Unfortunately, there is no internal evidence that the Doyle version of ‘Avengers’ was either drawn for Doyle or reworked to satisfy Doyle's pandering to British taste. On the contrary, the drawing conforms in all essential particulars of composition with those earlier versions which well precede the Gill-Doyle collaboration and are thus immune to Doyle's ambitions for a London audience. Further, Grishin's account ignores the actual origin of this drawing in 1858–59, an origin to which Geoffrey Dutton draws clear attention as early as 1981 in S. T. Gill's Australia.9
And here is the centre of my argument. While he lists all other known versions, Grishin fails altogether to remember the most distinctive ‘Avengers’ of them all. This is the ‘Avengers’ produced by Gill in 1858 or early in 1859 as a commission for publisher Jacob Richard Clarke of Sydney for whom Gill was doing considerable work at the time (Plate 8 & front cover). This wholly distinctive and most important ‘Avengers’ survives only in the form of an engraving by

Plate 7: ‘The Marauders’, watercolour, Dr Doyle's Sketches in Australia (Plate 13). (Reproduced courtesy Mitchell Library)

Sydney engraver, Walter Mason.
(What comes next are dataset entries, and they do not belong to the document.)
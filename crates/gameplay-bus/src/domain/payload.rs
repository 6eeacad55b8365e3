//! # Event Payloads
//!
//! A payload is a tagged variant sized to its largest case (the 512-byte raw
//! buffer). Every variant is `Copy` and stores text in fixed-capacity inline
//! buffers, so queueing an event never allocates.

use crate::error::BusError;
use crate::MAX_EVENT_PAYLOAD_SIZE;
use std::fmt;

/// Fixed-capacity UTF-8 string stored inline.
///
/// Input longer than `N` bytes is truncated on a character boundary.
#[derive(Clone, Copy, PartialEq, Eq, Hash)]
pub struct FixedStr<const N: usize> {
    bytes: [u8; N],
    len: usize,
}

impl<const N: usize> FixedStr<N> {
    /// Build from `s`, truncating to at most `N` bytes.
    #[must_use]
    pub fn new(s: &str) -> Self {
        let mut end = s.len().min(N);
        while !s.is_char_boundary(end) {
            end -= 1;
        }
        let mut bytes = [0u8; N];
        bytes[..end].copy_from_slice(&s.as_bytes()[..end]);
        Self { bytes, len: end }
    }

    /// Borrow the stored text.
    #[must_use]
    pub fn as_str(&self) -> &str {
        std::str::from_utf8(&self.bytes[..self.len]).unwrap_or_default()
    }

    /// Stored length in bytes.
    #[must_use]
    pub fn len(&self) -> usize {
        self.len
    }

    /// True when nothing is stored.
    #[must_use]
    pub fn is_empty(&self) -> bool {
        self.len == 0
    }

    /// Maximum number of bytes this buffer holds.
    #[must_use]
    pub const fn capacity() -> usize {
        N
    }
}

impl<const N: usize> Default for FixedStr<N> {
    fn default() -> Self {
        Self {
            bytes: [0u8; N],
            len: 0,
        }
    }
}

impl<const N: usize> fmt::Debug for FixedStr<N> {
    fn fmt(&self, f: &mut fmt::Formatter<'_>) -> fmt::Result {
        fmt::Debug::fmt(self.as_str(), f)
    }
}

impl<const N: usize> fmt::Display for FixedStr<N> {
    fn fmt(&self, f: &mut fmt::Formatter<'_>) -> fmt::Result {
        f.write_str(self.as_str())
    }
}

impl<const N: usize> From<&str> for FixedStr<N> {
    fn from(s: &str) -> Self {
        Self::new(s)
    }
}

/// Opaque bytes for custom event encodings.
#[derive(Clone, Copy, PartialEq, Eq)]
pub struct RawPayload {
    data: [u8; MAX_EVENT_PAYLOAD_SIZE],
    len: u16,
}

impl RawPayload {
    /// Copy `bytes` into a raw payload.
    ///
    /// # Errors
    ///
    /// `InvalidArgument` when `bytes` exceeds the payload capacity.
    pub fn new(bytes: &[u8]) -> Result<Self, BusError> {
        if bytes.len() > MAX_EVENT_PAYLOAD_SIZE {
            return Err(BusError::InvalidArgument(format!(
                "raw payload of {} bytes exceeds {} byte limit",
                bytes.len(),
                MAX_EVENT_PAYLOAD_SIZE
            )));
        }
        let mut data = [0u8; MAX_EVENT_PAYLOAD_SIZE];
        data[..bytes.len()].copy_from_slice(bytes);
        Ok(Self {
            data,
            len: bytes.len() as u16,
        })
    }

    /// The stored bytes.
    #[must_use]
    pub fn as_bytes(&self) -> &[u8] {
        &self.data[..self.len as usize]
    }
}

impl fmt::Debug for RawPayload {
    fn fmt(&self, f: &mut fmt::Formatter<'_>) -> fmt::Result {
        f.debug_struct("RawPayload")
            .field("len", &self.len)
            .finish_non_exhaustive()
    }
}

impl Default for RawPayload {
    fn default() -> Self {
        Self {
            data: [0u8; MAX_EVENT_PAYLOAD_SIZE],
            len: 0,
        }
    }
}

// =============================================================================
// PAYLOAD CASES
// =============================================================================

/// Entity lifecycle (created / destroyed / modified).
#[derive(Debug, Clone, Copy, PartialEq, Default)]
pub struct EntityPayload {
    pub entity_id: u32,
    pub entity_type: u32,
    /// Handle into the owning system's storage.
    pub entity_handle: u64,
}

#[derive(Debug, Clone, Copy, PartialEq, Default)]
pub struct PlayerMovedPayload {
    pub x: f32,
    pub y: f32,
    pub prev_x: f32,
    pub prev_y: f32,
    pub area_id: u32,
}

#[derive(Debug, Clone, Copy, PartialEq, Default)]
pub struct PlayerAttackedPayload {
    pub target_entity_id: u32,
    pub weapon_id: u32,
    pub skill_id: u32,
}

#[derive(Debug, Clone, Copy, PartialEq, Default)]
pub struct PlayerEquippedPayload {
    pub item_id: u32,
    pub slot_type: u8,
    pub slot_index: u8,
    /// `false` means the item was unequipped.
    pub equipped: bool,
}

/// Damage dealt, damage taken and critical hits.
#[derive(Debug, Clone, Copy, PartialEq, Default)]
pub struct DamagePayload {
    pub source_entity_id: u32,
    pub target_entity_id: u32,
    pub damage_amount: f32,
    pub damage_type: u32,
    pub is_critical: bool,
    /// Set when this hit killed the target.
    pub is_killing_blow: bool,
}

#[derive(Debug, Clone, Copy, PartialEq, Default)]
pub struct XpGainedPayload {
    pub player_id: u32,
    pub xp_amount: u32,
    /// Monster, quest, crafting...
    pub source_type: u32,
    pub source_id: u32,
}

#[derive(Debug, Clone, Copy, PartialEq, Default)]
pub struct LevelUpPayload {
    pub player_id: u32,
    pub old_level: u8,
    pub new_level: u8,
}

#[derive(Debug, Clone, Copy, PartialEq, Default)]
pub struct ItemDroppedPayload {
    pub item_id: u32,
    pub x: f32,
    pub y: f32,
    pub area_id: u32,
    pub source_entity_id: u32,
}

#[derive(Debug, Clone, Copy, PartialEq, Default)]
pub struct ItemPickedUpPayload {
    pub item_id: u32,
    pub player_id: u32,
    pub auto_pickup: bool,
}

/// Area entered / exited.
#[derive(Debug, Clone, Copy, PartialEq, Default)]
pub struct AreaTransitionPayload {
    pub area_id: u32,
    pub player_id: u32,
    pub previous_area_id: u32,
}

#[derive(Debug, Clone, Copy, PartialEq, Default)]
pub struct ConfigReloadedPayload {
    pub config_file: FixedStr<64>,
    pub success: bool,
    pub error_message: FixedStr<128>,
}

#[derive(Debug, Clone, Copy, PartialEq, Default)]
pub struct SaveCompletedPayload {
    pub save_file: FixedStr<64>,
    pub success: bool,
    pub save_time_seconds: f64,
}

#[derive(Debug, Clone, Copy, PartialEq, Default)]
pub struct ErrorOccurredPayload {
    pub error_code: u32,
    pub system_id: u32,
    pub error_message: FixedStr<128>,
    pub function_name: FixedStr<64>,
}

/// Discriminant of a [`Payload`], used for type checking.
#[derive(Debug, Clone, Copy, PartialEq, Eq, Hash)]
pub enum PayloadKind {
    Entity,
    PlayerMoved,
    PlayerAttacked,
    PlayerEquipped,
    Damage,
    XpGained,
    LevelUp,
    ItemDropped,
    ItemPickedUp,
    AreaTransition,
    ConfigReloaded,
    SaveCompleted,
    ErrorOccurred,
    Raw,
}

/// Data carried by an event.
#[derive(Debug, Clone, Copy, PartialEq)]
pub enum Payload {
    Entity(EntityPayload),
    PlayerMoved(PlayerMovedPayload),
    PlayerAttacked(PlayerAttackedPayload),
    PlayerEquipped(PlayerEquippedPayload),
    Damage(DamagePayload),
    XpGained(XpGainedPayload),
    LevelUp(LevelUpPayload),
    ItemDropped(ItemDroppedPayload),
    ItemPickedUp(ItemPickedUpPayload),
    AreaTransition(AreaTransitionPayload),
    ConfigReloaded(ConfigReloadedPayload),
    SaveCompleted(SaveCompletedPayload),
    ErrorOccurred(ErrorOccurredPayload),
    Raw(RawPayload),
}

impl Payload {
    /// The case this payload holds.
    #[must_use]
    pub fn kind(&self) -> PayloadKind {
        match self {
            Self::Entity(_) => PayloadKind::Entity,
            Self::PlayerMoved(_) => PayloadKind::PlayerMoved,
            Self::PlayerAttacked(_) => PayloadKind::PlayerAttacked,
            Self::PlayerEquipped(_) => PayloadKind::PlayerEquipped,
            Self::Damage(_) => PayloadKind::Damage,
            Self::XpGained(_) => PayloadKind::XpGained,
            Self::LevelUp(_) => PayloadKind::LevelUp,
            Self::ItemDropped(_) => PayloadKind::ItemDropped,
            Self::ItemPickedUp(_) => PayloadKind::ItemPickedUp,
            Self::AreaTransition(_) => PayloadKind::AreaTransition,
            Self::ConfigReloaded(_) => PayloadKind::ConfigReloaded,
            Self::SaveCompleted(_) => PayloadKind::SaveCompleted,
            Self::ErrorOccurred(_) => PayloadKind::ErrorOccurred,
            Self::Raw(_) => PayloadKind::Raw,
        }
    }

    /// Build a raw payload from bytes.
    ///
    /// # Errors
    ///
    /// `InvalidArgument` when `bytes` exceeds the payload capacity.
    pub fn raw(bytes: &[u8]) -> Result<Self, BusError> {
        RawPayload::new(bytes).map(Self::Raw)
    }

    /// Check internal consistency (finite floats).
    ///
    /// Returns the reason on failure.
    pub fn check_values(&self) -> Result<(), &'static str> {
        let finite = match self {
            Self::PlayerMoved(p) => [p.x, p.y, p.prev_x, p.prev_y]
                .iter()
                .all(|v| v.is_finite()),
            Self::Damage(p) => p.damage_amount.is_finite(),
            Self::ItemDropped(p) => p.x.is_finite() && p.y.is_finite(),
            Self::SaveCompleted(p) => p.save_time_seconds.is_finite(),
            _ => true,
        };
        if finite {
            Ok(())
        } else {
            Err("floating-point fields must be finite")
        }
    }
}

impl Default for Payload {
    fn default() -> Self {
        Self::Raw(RawPayload::default())
    }
}
impl fmt::Debug for EventBus {
    fn fmt(&self, f: &mut fmt::Formatter<'_>) -> fmt::Result {
        let guard = self.shared.state.lock();
        match guard.as_ref() {
            Some(state) => f
                .debug_struct("EventBus")
                .field("name", &state.config.name)
                .field("queued", &state.queues.len())
                .field("subscriptions", &state.subscriptions.len())
                .finish(),
            None => f.debug_struct("EventBus").field("initialized", &false).finish(),
        }
    }
}

impl EventPublisher for EventBus {
    fn publish(
        &self,
        type_id: EventTypeId,
        payload: Payload,
        priority: Priority,
        source_system_id: u32,
        source_name: &str,
    ) -> Result<u64, BusError> {
        EventBus::publish(self, type_id, payload, priority, source_system_id, source_name)
    }

    fn publish_with_deadline(
        &self,
        type_id: EventTypeId,
        payload: Payload,
        priority: Priority,
        source_system_id: u32,
        source_name: &str,
        deadline_us: u64,
    ) -> Result<u64, BusError> {
        EventBus::publish_with_deadline(
            self,
            type_id,
            payload,
            priority,
            source_system_id,
            source_name,
            deadline_us,
        )
    }

    fn publish_batch(&self, drafts: &[EventDraft]) -> Result<usize, BusError> {
        EventBus::publish_batch(self, drafts)
    }

    fn now_us(&self) -> u64 {
        EventBus::now_us(self)
    }
}

impl EventSubscriber for EventBus {
    fn subscribe_with(
        &self,
        type_id: EventTypeId,
        subscriber_system_id: u32,
        handler: Arc<dyn EventHandler>,
        options: SubscriptionOptions,
    ) -> Result<SubscriptionId, BusError> {
        EventBus::subscribe_with(self, type_id, subscriber_system_id, handler, options)
    }

    fn unsubscribe(&self, id: SubscriptionId) -> bool {
        EventBus::unsubscribe(self, id)
    }

    fn unsubscribe_system(&self, system_id: u32) -> usize {
        EventBus::unsubscribe_system(self, system_id)
    }
}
As an engraving it exists as the cover illustration to those few rare copies of Louisa Atkinson's second novel, Cowanda, The Veteran's Grant (1859)10 that themselves live on precariously in decaying collections of rare books in Australian libraries.
The single most important point, then, in the history of Gill's anomalous ‘Avengers’ painting and its subsequent versions is its origin as an illustration for a colonial novel. That is, probably for the first time in his life, Gill sketched hostility between Australian blacks and whites simply because the second chapter of a colonial novel required him to do so. In that commission his attitudes, convictions, or simple well-tempered preferences were at last suspended in the service of another artist's narrative. And even here, because that novelist and her tale (as it turned out) shared his sympathy for Aborigines, his temperamental inclination to give the Aborigines moral advantage concurred with the same element in the novel.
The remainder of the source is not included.